Under the snows of winter, Mother Nature is preparing a seasonal treat for us as we eagerly anticipate mud season. Ok, I was stretching things a bit since mud season is generally viewed as the worst time of year in Maine. But the snow pack and rains that will follow are vital parts of the process for recharging unique bodies of water known as vernal pools (from the Latin word “vernus” meaning “of Spring.”).
A vernal pool is a small, seasonal wetland that often forms in shallow depressions over bedrock or clay-containing soils. Vernal pools lose a considerable amount of water to evaporation in drier parts of the year and often dry up completely. Not surprisingly, the cyclical fluctuation of water levels has a significant impact on the distinctive plants and animals that inhabit these pools.

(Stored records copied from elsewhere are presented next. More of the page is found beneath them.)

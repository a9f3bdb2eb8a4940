//! playback/decoder.rs
//! Audio decoding (Symphonia) -> rodio::Source.

use std::fs::File;
use std::path::Path;
use std::time::Duration;

use rodio::Source;

use symphonia::core::audio::{SampleBuffer, SignalSpec};
use symphonia::core::codecs::{Decoder, DecoderOptions};
use symphonia::core::errors::Error as SymphoniaError;
use symphonia::core::formats::{FormatOptions, FormatReader};
use symphonia::core::io::{MediaSourceStream, MediaSourceStreamOptions};
use symphonia::core::meta::MetadataOptions;
use symphonia::core::probe::Hint;

use crate::error::{Result, SongError};

/// Decoded, interleaved `f32` samples for one file's audio stream.
///
/// Packets are decoded on demand as the iterator drains, so a whole song
/// is never buffered in memory at once.
pub struct SampleStream {
    format: Box<dyn FormatReader>,
    decoder: Box<dyn Decoder>,
    track_id: u32,

    // Output format for rodio
    sample_rate: u32,
    channels: u16,

    // Interleaved f32 samples ready to be yielded
    out: Vec<f32>,
    out_pos: usize,

    ended: bool,
}

impl SampleStream {
    /// Open `path` and stand up a decoder for its default audio track.
    pub fn open(path: impl AsRef<Path>) -> Result<Self> {
        let path = path.as_ref();
        let file = File::open(path)?;
        let mss = MediaSourceStream::new(Box::new(file), MediaSourceStreamOptions::default());

        let mut hint = Hint::new();
        if let Some(ext) = path.extension().and_then(|e| e.to_str()) {
            hint.with_extension(ext);
        }

        let probed = symphonia::default::get_probe()
            .format(
                &hint,
                mss,
                &FormatOptions::default(),
                &MetadataOptions::default(),
            )
            .map_err(|_| SongError::NoMedia(path.to_path_buf()))?;

        let format = probed.format;

        let track = format
            .default_track()
            .ok_or_else(|| SongError::NoMedia(path.to_path_buf()))?;
        let track_id = track.id;
        let codec_params = track.codec_params.clone();

        let decoder = symphonia::default::get_codecs()
            .make(&codec_params, &DecoderOptions::default())
            .map_err(|e| SongError::Playback(format!("decoder init failed: {e}")))?;

        let mut stream = Self {
            format,
            decoder,
            track_id,
            sample_rate: 44100,
            channels: 2,
            out: Vec::new(),
            out_pos: 0,
            ended: false,
        };

        // Prime once so sample_rate/channels are real before a sink asks.
        stream.fill()?;

        Ok(stream)
    }

    fn fill(&mut self) -> Result<()> {
        if self.ended {
            return Ok(());
        }

        self.out.clear();
        self.out_pos = 0;

        loop {
            let packet = match self.format.next_packet() {
                Ok(p) => p,
                Err(SymphoniaError::IoError(_)) => {
                    // End of stream.
                    self.ended = true;
                    return Ok(());
                }
                Err(SymphoniaError::ResetRequired) => {
                    self.decoder.reset();
                    continue;
                }
                Err(e) => return Err(SongError::Playback(format!("demux error: {e}"))),
            };

            if packet.track_id() != self.track_id {
                continue;
            }

            let decoded = match self.decoder.decode(&packet) {
                Ok(d) => d,
                Err(SymphoniaError::IoError(_)) => {
                    self.ended = true;
                    return Ok(());
                }
                Err(SymphoniaError::DecodeError(_)) => {
                    // Corrupt packet; skip.
                    continue;
                }
                Err(SymphoniaError::ResetRequired) => {
                    self.decoder.reset();
                    continue;
                }
                Err(e) => return Err(SongError::Playback(format!("decode error: {e}"))),
            };

            let spec = SignalSpec::new(decoded.spec().rate, decoded.spec().channels);
            self.sample_rate = spec.rate;
            self.channels = spec.channels.count() as u16;

            let frames = decoded.frames();
            if frames == 0 {
                continue;
            }

            let mut buf = SampleBuffer::<f32>::new(frames as u64, spec);
            buf.copy_interleaved_ref(decoded);
            self.out.extend_from_slice(buf.samples());
            return Ok(());
        }
    }
}

impl Iterator for SampleStream {
    type Item = f32;

    fn next(&mut self) -> Option<f32> {
        if self.out_pos >= self.out.len() {
            if self.ended {
                return None;
            }
            if self.fill().is_err() {
                self.ended = true;
                return None;
            }
            if self.out.is_empty() && self.ended {
                return None;
            }
        }

        let s = self.out.get(self.out_pos).copied();
        self.out_pos += 1;
        s
    }
}

impl Source for SampleStream {
    fn current_span_len(&self) -> Option<usize> {
        None
    }

    fn channels(&self) -> u16 {
        self.channels
    }

    fn sample_rate(&self) -> u32 {
        self.sample_rate
    }

    fn total_duration(&self) -> Option<Duration> {
        None
    }
}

A vernal pool, because of its periodic drying, does not support breeding populations of fish. This allows other species to flourish, where they have adapted to the conditions of the pool. It is common to find large egg masses from salamanders and wood frogs. My friend Rob Bryan notes that juveniles from these eggs are in a race for life. They are born with gills but must mature and develop their lungs before the pools dry up. Tiny crustaceans called fairy shrimp live their entire life cycle within a few weeks, leaving behind egg cases that lay dormant through dry and freezing periods before hatching in the next year’s waters. A pool may also have specialized plant species that grow annually, thanks to seeds left behind that can handle extended dry spells.

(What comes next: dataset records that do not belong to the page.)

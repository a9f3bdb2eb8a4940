//! tags/read.rs
//! Build the tag index from a container's native tag collection.

use lofty::{ItemKey, Tag, TaggedFile, TaggedFileExt};

use super::TagIndex;

/// The index mirrors the order the container yields its tags. Only text
/// values participate in the mapping; pictures and binary items stay with
/// the container and are carried over untouched on save.
pub(crate) fn index_from_container(container: &TaggedFile) -> TagIndex {
    let mut index = TagIndex::new();

    let Some(tag) = container.primary_tag().or_else(|| container.first_tag()) else {
        return index;
    };

    for item in tag.items() {
        let Some(value) = item.value().text() else {
            continue;
        };
        if let Some(display) = display_key(item.key(), tag) {
            index.push_native(display, value.to_string());
        }
    }

    index
}

/// The user-facing spelling of a native key: unknown keys keep the raw
/// string the container stored, known keys map back to the container
/// format's own name for them.
fn display_key(key: &ItemKey, tag: &Tag) -> Option<String> {
    match key {
        ItemKey::Unknown(raw) => Some(raw.clone()),
        known => known.map_key(tag.tag_type(), false).map(str::to_string),
    }
}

Walking through the woods, it can be easy to overlook vernal pools since they are often visually underwhelming. But time your visit well, and you will be amazed at the life emanating from these special habitats. Birds such as ducks and raptors use the pools as a source of food and water, and mammals large and small will stop by for a drink or something nutritious. Twice in recent years I have been at our old farmstead in New York State when salamanders were visible during their one to two day breeding season. I was amazed to see dozens of these creatures that spend the rest of their year well hidden in the earth or under rocks and decaying logs.
Vernal pools have long suffered from man’s ignorance and neglect, and many were destroyed in the rush of land development. Fortunately, in recent years, numerous groups have taken action to educate the public about these tiny ecosystems. Not only do vernal pools offer essential habitat for many species, they also play a role in erosion control and water quality. In 2007, Maine launched a statewide effort at the community level to survey and map significant vernal pools to encourage better development planning and improved conservation efforts.
Visit a local pool on a warm spring evening and you will be rewarded with a vibrant chorus of frogs and song birds. You can find verified vernal pools at HHLT’s Hackett Land Preserve and at the headquarters of the Land Trust, both on Route 123.